Doubts regarding replicaiton policies in realtime ndoes and Tranquility

Hi all,

I’m new to Druid. I’ve followed the docs and set up the servers and injected data without problem (just simple ones of course).

But when I try to understand the internal of Druid, I met some difficulties. The white paper http://static.druid.io/docs/druid.pdf seems to be outdated. It doesn’t clearly explain some key concepts related to scalability/replications too.

My current doubts are as follows, if there’s any better docs/links explaining these stuff it will be great. If there’s none, I hope someone can probably help? Hope it’s the right place to ask these questions. Thanks.

(1) In the white paper, there’s real-time nodes. However, in the docs on druid website, there’s no setup tutorial of real-time nodes. If you want to inject stream data, the tutorial let you use Tranquility. So I guess real-time node is now deprecated?

In the white paper, it says, from my understanding, that the real-time node itself doesn’t replicate, the real-time node will genenrally read from Kafka, and so you can setup (manually) TWO or MORE real-time nodes to read the same stream to make the replication. Correct me if I’m wrong.
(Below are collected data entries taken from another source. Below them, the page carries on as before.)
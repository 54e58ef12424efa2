//! Top-level statement classification
//!
//! Walks the module node's immediate children in source order and assigns
//! each statement a category. Nested bodies are never visited: code inside a
//! function or class travels with its enclosing declaration.

use tree_sitter::Node;

/// Category assigned to one top-level statement
#[derive(Debug, Clone, Copy, PartialEq, Eq)]
pub(crate) enum Category {
    /// Function, async function, or class definition
    Declaration,
    /// Plain or "from" import
    Import,
    /// Simple, annotated, or augmented assignment, or a `global` statement
    Binding,
    /// The conventional `if __name__ == "__main__":` guard
    EntryPoint,
    /// No known category; surfaced as a diagnostic, never a failure
    Unrecognized,
}

/// A top-level statement tagged with its category
///
/// Exists only for the duration of a single segmentation pass and is not
/// exposed outside the engine.
#[derive(Debug, Clone, Copy)]
pub(crate) struct ClassifiedStatement<'tree> {
    pub node: Node<'tree>,
    pub category: Category,
}

/// Classify every top-level statement of a parsed module, in source order
pub(crate) fn classify_module<'tree>(
    root: Node<'tree>,
    source: &str,
) -> Vec<ClassifiedStatement<'tree>> {
    let mut cursor = root.walk();
    let mut statements = Vec::new();

    for child in root.named_children(&mut cursor) {
        // Comments are grammar extras, not statements
        if child.kind() == "comment" {
            continue;
        }

        statements.push(ClassifiedStatement {
            node: child,
            category: classify_statement(child, source),
        });
    }

    statements
}

/// Assign a category to a single top-level statement
///
/// The match arms encode a priority: a definition always wins, the
/// entry-point check applies only to `if` statements, and everything
/// unmatched falls through to `Unrecognized`.
fn classify_statement(node: Node, source: &str) -> Category {
    match node.kind() {
        "function_definition" | "class_definition" => Category::Declaration,
        "decorated_definition" => {
            if decorated_definition(node).is_some() {
                Category::Declaration
            } else {
                Category::Unrecognized
            }
        }
        "import_statement" | "import_from_statement" | "future_import_statement" => {
            Category::Import
        }
        "expression_statement" => classify_expression_statement(node),
        "global_statement" => Category::Binding,
        "if_statement" if is_entry_point_guard(node, source) => Category::EntryPoint,
        _ => Category::Unrecognized,
    }
}

/// Classify a top-level expression statement
///
/// `x = 1`, `x: int = 2`, and `x += 1` all parse as an expression_statement
/// wrapping a single assignment node. Any other expression (a docstring, a
/// bare call) is unrecognized.
fn classify_expression_statement(node: Node) -> Category {
    if node.named_child_count() != 1 {
        return Category::Unrecognized;
    }

    match node.named_child(0).map(|child| child.kind()) {
        Some("assignment" | "augmented_assignment") => Category::Binding,
        _ => Category::Unrecognized,
    }
}

/// Resolve the function or class definition wrapped by a decorated statement
pub(crate) fn decorated_definition(node: Node<'_>) -> Option<Node<'_>> {
    node.child_by_field_name("definition")
        .filter(|definition| {
            matches!(
                definition.kind(),
                "function_definition" | "class_definition"
            )
        })
}

/// Structural match for the conventional script-entry guard
///
/// The condition must be a comparison with exactly one comparator: left
/// operand the identifier `__name__`, operator `==`, right operand a plain
/// string literal `"__main__"`. Reversed operands, extra boolean clauses,
/// other operators, and interpolated strings do not match.
fn is_entry_point_guard(node: Node, source: &str) -> bool {
    let Some(condition) = node.child_by_field_name("condition") else {
        return false;
    };
    if condition.kind() != "comparison_operator" || condition.named_child_count() != 2 {
        return false;
    }

    let mut cursor = condition.walk();
    let operators: Vec<&str> = condition
        .children_by_field_name("operators", &mut cursor)
        .map(|operator| operator.kind())
        .collect();
    if operators != ["=="] {
        return false;
    }

    let (Some(left), Some(right)) = (condition.named_child(0), condition.named_child(1)) else {
        return false;
    };

    left.kind() == "identifier"
        && node_text(left, source) == Some("__name__")
        && string_literal_value(right, source).as_deref() == Some("__main__")
}

/// Extract the value of a plain string literal
///
/// Returns None for f-strings, escapes, and concatenations, which never
/// qualify as the entry-point marker.
fn string_literal_value(node: Node, source: &str) -> Option<String> {
    if node.kind() != "string" {
        return None;
    }

    let mut value = String::new();
    let mut cursor = node.walk();
    for part in node.named_children(&mut cursor) {
        match part.kind() {
            "string_start" | "string_end" => {}
            "string_content" => value.push_str(node_text(part, source)?),
            _ => return None,
        }
    }

    Some(value)
}

fn node_text<'a>(node: Node, source: &'a str) -> Option<&'a str> {
    source.get(node.start_byte()..node.end_byte())
}
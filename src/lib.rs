//! # Code Segmenter - Declaration-Level Segmentation of Python Sources
//!
//! Splits a Python source file into an ordered sequence of self-contained
//! chunks using tree-sitter: one chunk per top-level function, async
//! function, or class, one for the conventional
//! `if __name__ == "__main__":` block, plus two synthetic aggregates
//! collecting all import statements and all top-level variable bindings.
//! Each chunk carries its kind, display name, originating file name, and
//! exact line span, ready for downstream consumers (embedding pipelines,
//! knowledge bases, review tooling) to index however they see fit.
//!
//! ## Overview
//!
//! The engine is three stateless stages wired together per invocation:
//!
//! 1. **Parser** - turns raw source text into a syntax tree, rejecting
//!    syntactically invalid input with a single parse-error kind.
//! 2. **Classifier** - walks the tree's top-level statements in source order
//!    and assigns each a category (declaration, import, binding,
//!    entry-point block, unrecognized).
//! 3. **Builder** - converts declarations and the entry-point block into
//!    chunks immediately and flushes the accumulated imports and bindings
//!    into one aggregate chunk each at the end.
//!
//! Segmentation is purely syntactic: no type inference, no cross-file
//! resolution, and the parsed source is never mutated. Unrecognized
//! top-level constructs surface as diagnostics, never failures.
//!
//! Around the engine, the crate ships a small re-segmentation daemon: a
//! filesystem watcher that re-segments qualifying files on change, with
//! debouncing and content-hash deduplication, plus a CLI binary exposing
//! one-shot and watch modes.
//!
//! ## Usage Example
//!
//! ```no_run
//! use code_segmenter::segmenter;
//!
//! fn main() -> anyhow::Result<()> {
//!     let segmentation = segmenter::segment("def f():\n    return 1\n", "example.py")?;
//!
//!     for chunk in &segmentation.chunks {
//!         println!("[{}] {} ({}-{})", chunk.kind, chunk.name, chunk.start_line, chunk.end_line);
//!     }
//!
//!     Ok(())
//! }
//! ```

/// Configuration management with environment variable overrides
pub mod config;

/// Error types and utilities
pub mod error;

/// The segmentation engine: parsing, classification, and chunk building
pub mod segmenter;

/// Directory watching and re-segmentation on file change
pub mod watcher;
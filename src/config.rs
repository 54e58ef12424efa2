/// Configuration system for code-segmenter
///
/// Supports loading from multiple sources with priority:
/// CLI args > Environment variables > Config file > Defaults
use crate::error::{ConfigError, SegmenterError};
use serde::{Deserialize, Serialize};
use std::path::{Path, PathBuf};

/// Main configuration structure
#[derive(Debug, Clone, Serialize, Deserialize, Default)]
pub struct Config {
    /// Watcher configuration
    pub watch: WatchConfig,
}

/// Watcher configuration
#[derive(Debug, Clone, Serialize, Deserialize)]
pub struct WatchConfig {
    /// Directory tree to monitor for source changes
    #[serde(default = "default_root")]
    pub root: PathBuf,

    /// File extensions that qualify for segmentation
    #[serde(default = "default_extensions")]
    pub extensions: Vec<String>,

    /// Quiet period after the last event before re-segmenting, in milliseconds
    #[serde(default = "default_debounce_ms")]
    pub debounce_ms: u64,

    /// Maximum file size to segment (in bytes)
    #[serde(default = "default_max_file_size")]
    pub max_file_size: usize,
}

// Default value functions
fn default_root() -> PathBuf {
    PathBuf::from(".")
}

fn default_extensions() -> Vec<String> {
    vec!["py".to_string()]
}

fn default_debounce_ms() -> u64 {
    500
}

fn default_max_file_size() -> usize {
    1_048_576 // 1 MB
}

impl Default for WatchConfig {
    fn default() -> Self {
        Self {
            root: default_root(),
            extensions: default_extensions(),
            debounce_ms: default_debounce_ms(),
            max_file_size: default_max_file_size(),
        }
    }
}

impl Config {
    /// Load configuration from file
    pub fn from_file(path: &Path) -> Result<Self, SegmenterError> {
        if !path.exists() {
            return Err(ConfigError::FileNotFound(path.display().to_string()).into());
        }

        let content = std::fs::read_to_string(path)
            .map_err(|e| ConfigError::LoadFailed(format!("Failed to read config file: {}", e)))?;

        let config: Config = toml::from_str(&content)
            .map_err(|e| ConfigError::ParseFailed(format!("Invalid TOML: {}", e)))?;

        config.validate()?;
        Ok(config)
    }

    /// Load from an explicit file, or fall back to defaults, then apply
    /// environment overrides and validate
    pub fn load(path: Option<&Path>) -> Result<Self, SegmenterError> {
        let mut config = match path {
            Some(path) => {
                tracing::info!("Loading config from: {}", path.display());
                Self::from_file(path)?
            }
            None => {
                tracing::info!("No config file given, using defaults");
                Self::default()
            }
        };

        config.apply_env_overrides();
        config.validate()?;
        Ok(config)
    }

    /// Validate configuration values
    pub fn validate(&self) -> Result<(), SegmenterError> {
        if self.watch.extensions.is_empty() {
            return Err(ConfigError::InvalidValue {
                key: "watch.extensions".to_string(),
                reason: "must list at least one extension".to_string(),
            }
            .into());
        }

        if self.watch.extensions.iter().any(|ext| ext.is_empty()) {
            return Err(ConfigError::InvalidValue {
                key: "watch.extensions".to_string(),
                reason: "extensions must not be empty strings".to_string(),
            }
            .into());
        }

        if self.watch.debounce_ms == 0 {
            return Err(ConfigError::InvalidValue {
                key: "watch.debounce_ms".to_string(),
                reason: "must be greater than 0".to_string(),
            }
            .into());
        }

        if self.watch.max_file_size == 0 {
            return Err(ConfigError::InvalidValue {
                key: "watch.max_file_size".to_string(),
                reason: "must be greater than 0".to_string(),
            }
            .into());
        }

        Ok(())
    }

    /// Apply environment variable overrides
    pub fn apply_env_overrides(&mut self) {
        if let Ok(root) = std::env::var("CODE_SEGMENTER_ROOT") {
            self.watch.root = PathBuf::from(root);
        }

        if let Ok(extensions) = std::env::var("CODE_SEGMENTER_EXTENSIONS") {
            self.watch.extensions = parse_extension_list(&extensions);
        }

        if let Ok(debounce) = std::env::var("CODE_SEGMENTER_DEBOUNCE_MS")
            && let Ok(ms) = debounce.parse()
        {
            self.watch.debounce_ms = ms;
        }

        if let Ok(max_size) = std::env::var("CODE_SEGMENTER_MAX_FILE_SIZE")
            && let Ok(size) = max_size.parse()
        {
            self.watch.max_file_size = size;
        }
    }
}

/// Split a comma-separated extension list, dropping empty entries and any
/// leading dots
fn parse_extension_list(raw: &str) -> Vec<String> {
    raw.split(',')
        .map(|ext| ext.trim().trim_start_matches('.').to_string())
        .filter(|ext| !ext.is_empty())
        .collect()
}

#[cfg(test)]
mod tests {
    use super::*;

    #[test]
    fn test_default_config_is_valid() {
        let config = Config::default();
        assert!(config.validate().is_ok());
        assert_eq!(config.watch.extensions, vec!["py".to_string()]);
        assert_eq!(config.watch.debounce_ms, 500);
    }

    #[test]
    fn test_config_toml_round_trip() {
        let config = Config::default();
        let toml_str = toml::to_string_pretty(&config).unwrap();
        let restored: Config = toml::from_str(&toml_str).unwrap();
        assert_eq!(restored.watch.debounce_ms, config.watch.debounce_ms);
        assert_eq!(restored.watch.extensions, config.watch.extensions);
    }

    #[test]
    fn test_partial_toml_uses_defaults() {
        let config: Config = toml::from_str("[watch]\nroot = \"/src\"\n").unwrap();
        assert_eq!(config.watch.root, PathBuf::from("/src"));
        assert_eq!(config.watch.extensions, vec!["py".to_string()]);
        assert_eq!(config.watch.max_file_size, 1_048_576);
    }

    #[test]
    fn test_validate_rejects_empty_extensions() {
        let mut config = Config::default();
        config.watch.extensions.clear();
        assert!(config.validate().is_err());
    }

    #[test]
    fn test_validate_rejects_zero_debounce() {
        let mut config = Config::default();
        config.watch.debounce_ms = 0;
        assert!(config.validate().is_err());
    }

    #[test]
    fn test_validate_rejects_zero_max_file_size() {
        let mut config = Config::default();
        config.watch.max_file_size = 0;
        assert!(config.validate().is_err());
    }

    #[test]
    fn test_from_file_missing() {
        let result = Config::from_file(Path::new("/nonexistent/segmenter.toml"));
        assert!(result.is_err());
    }

    #[test]
    fn test_from_file_round_trip() {
        let dir = tempfile::TempDir::new().unwrap();
        let path = dir.path().join("segmenter.toml");
        std::fs::write(
            &path,
            "[watch]\nroot = \"/projects\"\nextensions = [\"py\", \"pyi\"]\ndebounce_ms = 250\n",
        )
        .unwrap();

        let config = Config::from_file(&path).unwrap();
        assert_eq!(config.watch.root, PathBuf::from("/projects"));
        assert_eq!(
            config.watch.extensions,
            vec!["py".to_string(), "pyi".to_string()]
        );
        assert_eq!(config.watch.debounce_ms, 250);
    }

    #[test]
    fn test_parse_extension_list() {
        assert_eq!(
            parse_extension_list("py, .pyi,,js"),
            vec!["py".to_string(), "pyi".to_string(), "js".to_string()]
        );
        assert!(parse_extension_list("").is_empty());
    }
}
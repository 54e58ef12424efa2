//! Directory watching and re-segmentation on file change
//!
//! A notify watcher feeds raw filesystem events into a channel; a debounce
//! loop batches them and re-segments qualifying files. Files whose content
//! hash is unchanged since the last run are skipped, so editors that fire
//! several events per save cost one segmentation at most. A parse failure
//! in one file is logged and never aborts the watch loop.

use crate::config::WatchConfig;
use crate::error::{SegmenterError, WatchError};
use crate::segmenter::{Segmentation, Segmenter};
use ignore::WalkBuilder;
use notify::{
    Config as NotifyConfig, Event, EventKind, RecommendedWatcher, RecursiveMode, Watcher,
};
use sha2::{Digest, Sha256};
use std::collections::{HashMap, HashSet};
use std::path::{Path, PathBuf};
use std::time::Duration;
use tokio::sync::mpsc;
use tokio::time::{self, Instant};

pub struct FileWatcher {
    config: WatchConfig,
    /// Content hash of each file as of its last successful segmentation
    hashes: HashMap<PathBuf, String>,
    segmenter: Segmenter,
}

impl FileWatcher {
    pub fn new(config: WatchConfig) -> Result<Self, SegmenterError> {
        Ok(Self {
            config,
            hashes: HashMap::new(),
            segmenter: Segmenter::new()?,
        })
    }

    /// Watch the configured root until the surrounding task is cancelled
    ///
    /// Performs one full scan of existing files first, then re-segments on
    /// every debounced create/modify event for a qualifying file.
    pub async fn run(mut self) -> Result<(), SegmenterError> {
        if !self.config.root.is_dir() {
            return Err(
                WatchError::RootNotFound(self.config.root.display().to_string()).into(),
            );
        }

        self.scan_existing();

        let (event_tx, mut event_rx) = mpsc::channel::<notify::Result<Event>>(1024);
        let mut watcher = RecommendedWatcher::new(
            move |result| {
                let _ = event_tx.blocking_send(result);
            },
            NotifyConfig::default(),
        )
        .map_err(|e| WatchError::InitFailed(e.to_string()))?;

        watcher
            .watch(&self.config.root, RecursiveMode::Recursive)
            .map_err(|e| WatchError::WatchFailed {
                path: self.config.root.display().to_string(),
                reason: e.to_string(),
            })?;

        tracing::info!("Monitoring started on: {}", self.config.root.display());

        let debounce = Duration::from_millis(self.config.debounce_ms);
        let mut pending: HashSet<PathBuf> = HashSet::new();
        let mut deadline: Option<Instant> = None;

        loop {
            let next_deadline = deadline;

            tokio::select! {
                event = event_rx.recv() => {
                    let Some(event) = event else {
                        return Err(WatchError::ChannelClosed.into());
                    };
                    match event {
                        Ok(event) => {
                            if !is_qualifying_event(&event.kind) {
                                continue;
                            }
                            for path in event.paths {
                                if has_watched_extension(&path, &self.config.extensions) {
                                    pending.insert(path);
                                    deadline = Some(Instant::now() + debounce);
                                }
                            }
                        }
                        Err(e) => tracing::warn!("Watcher error: {}", e),
                    }
                }
                () = async {
                    if let Some(at) = next_deadline {
                        time::sleep_until(at).await;
                    }
                }, if next_deadline.is_some() => {
                    deadline = None;
                    let mut paths: Vec<PathBuf> = pending.drain().collect();
                    paths.sort();
                    for path in paths {
                        tracing::info!("File detected: {}", path.display());
                        self.process(&path);
                    }
                }
            }
        }
    }

    /// Segment every qualifying file already under the root, priming the
    /// hash state so unchanged files are not re-segmented on first event
    fn scan_existing(&mut self) {
        let walker = WalkBuilder::new(&self.config.root)
            .standard_filters(true)
            .hidden(false)
            .require_git(false)
            .build();

        let mut count = 0;
        for entry in walker {
            let Ok(entry) = entry else {
                continue;
            };
            let path = entry.path();
            if path.is_dir() || !has_watched_extension(path, &self.config.extensions) {
                continue;
            }
            self.process(path);
            count += 1;
        }

        tracing::info!("Initial scan processed {} files", count);
    }

    fn process(&mut self, path: &Path) {
        match self.segment_changed(path) {
            Ok(Some(segmentation)) => {
                tracing::info!(
                    "Segmented {} into {} chunks",
                    path.display(),
                    segmentation.chunks.len()
                );
                for diagnostic in &segmentation.diagnostics {
                    tracing::warn!("{}: {}", path.display(), diagnostic);
                }
            }
            Ok(None) => tracing::debug!("Skipping unchanged file: {}", path.display()),
            Err(e) => tracing::warn!("Failed to segment {}: {}", path.display(), e),
        }
    }

    /// Re-segment a file, returning None when its content hash matches the
    /// last successful run
    fn segment_changed(&mut self, path: &Path) -> Result<Option<Segmentation>, SegmenterError> {
        let metadata = std::fs::metadata(path)?;
        if metadata.len() > self.config.max_file_size as u64 {
            return Err(SegmenterError::other(format!(
                "File size exceeds maximum: {} > {}",
                metadata.len(),
                self.config.max_file_size
            )));
        }

        let source = std::fs::read_to_string(path)?;
        let hash = content_hash(&source);
        if self.hashes.get(path).is_some_and(|previous| previous == &hash) {
            return Ok(None);
        }

        let file_name = path
            .file_name()
            .and_then(|name| name.to_str())
            .unwrap_or("unknown");
        let segmentation = self.segmenter.segment(&source, file_name)?;

        self.hashes.insert(path.to_path_buf(), hash);
        Ok(Some(segmentation))
    }
}

fn is_qualifying_event(kind: &EventKind) -> bool {
    matches!(kind, EventKind::Create(_) | EventKind::Modify(_))
}

fn has_watched_extension(path: &Path, extensions: &[String]) -> bool {
    path.extension()
        .and_then(|ext| ext.to_str())
        .is_some_and(|ext| {
            extensions
                .iter()
                .any(|watched| watched.eq_ignore_ascii_case(ext))
        })
}

fn content_hash(content: &str) -> String {
    let mut hasher = Sha256::new();
    hasher.update(content.as_bytes());
    format!("{:x}", hasher.finalize())
}

#[cfg(test)]
mod tests {
    use super::*;
    use notify::event::{CreateKind, ModifyKind, RemoveKind};

    fn py_extensions() -> Vec<String> {
        vec!["py".to_string()]
    }

    #[test]
    fn test_has_watched_extension() {
        let extensions = py_extensions();
        assert!(has_watched_extension(Path::new("src/app.py"), &extensions));
        assert!(has_watched_extension(Path::new("src/APP.PY"), &extensions));
        assert!(!has_watched_extension(Path::new("src/app.rs"), &extensions));
        assert!(!has_watched_extension(Path::new("src/app"), &extensions));
        assert!(!has_watched_extension(Path::new("py"), &extensions));
    }

    #[test]
    fn test_is_qualifying_event() {
        assert!(is_qualifying_event(&EventKind::Create(CreateKind::File)));
        assert!(is_qualifying_event(&EventKind::Modify(ModifyKind::Any)));
        assert!(!is_qualifying_event(&EventKind::Remove(RemoveKind::File)));
        assert!(!is_qualifying_event(&EventKind::Any));
    }

    #[test]
    fn test_content_hash_is_stable() {
        assert_eq!(content_hash("x = 1\n"), content_hash("x = 1\n"));
        assert_ne!(content_hash("x = 1\n"), content_hash("x = 2\n"));
    }

    #[test]
    fn test_segment_changed_deduplicates_by_hash() {
        let dir = tempfile::TempDir::new().unwrap();
        let path = dir.path().join("app.py");
        std::fs::write(&path, "def f():\n    return 1\n").unwrap();

        let mut watcher = FileWatcher::new(WatchConfig::default()).unwrap();

        let first = watcher.segment_changed(&path).unwrap();
        assert!(first.is_some());

        // Same content again: skipped
        let second = watcher.segment_changed(&path).unwrap();
        assert!(second.is_none());

        // Changed content: re-segmented
        std::fs::write(&path, "def g():\n    return 2\n").unwrap();
        let third = watcher.segment_changed(&path).unwrap();
        assert_eq!(third.unwrap().chunks[0].name, "g");
    }

    #[test]
    fn test_segment_changed_rejects_oversized_file() {
        let dir = tempfile::TempDir::new().unwrap();
        let path = dir.path().join("big.py");
        std::fs::write(&path, "x = 1\n".repeat(100)).unwrap();

        let mut config = WatchConfig::default();
        config.max_file_size = 16;
        let mut watcher = FileWatcher::new(config).unwrap();

        assert!(watcher.segment_changed(&path).is_err());
    }

    #[test]
    fn test_parse_failure_does_not_poison_hash_state() {
        let dir = tempfile::TempDir::new().unwrap();
        let path = dir.path().join("app.py");
        std::fs::write(&path, "def broken(:\n").unwrap();

        let mut watcher = FileWatcher::new(WatchConfig::default()).unwrap();
        assert!(watcher.segment_changed(&path).is_err());

        // After the file is fixed it segments normally
        std::fs::write(&path, "def fixed():\n    return 1\n").unwrap();
        let result = watcher.segment_changed(&path).unwrap();
        assert_eq!(result.unwrap().chunks[0].name, "fixed");
    }
}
It also says, each real-time node can be set up to inject a portion of a stream (maybe via Kafka partitions concept). So in my understanding, I probably need to setup many real-time nodes, and each node try to inject a portion of stream, and some of the real-time nodes will use different Kafka consumer group ids, so there will be replication too? Is my understanding correct?

Real-time node will push segment into deep sotrage after the segment is completed, so how do the replicated real-time nodes push the data into deep storage, will they smartly know that they belong to the same stream/segment, and smartly know that they are replications during the push? If two real-time nodes both inject a portion of a stream via Kafka, how do they merge into one segment before pushing into deep storage? Will data be possibly lost and possible duplicated during the push? There’s just no details on these questions in the white paper.

(2) Tranquility. On the Tranquility tutorial, it says that it will smartly create realtime indexing task (via Overload & middleMananger nodes). On the Druid docs, in the indexing-services (http://druid.io/docs/0.9.1.1/design/indexing-service.html) and tasks (http://druid.io/docs/0.9.1.1/ingestion/tasks.html), there’s nothing regarding the “realtime indexing task”.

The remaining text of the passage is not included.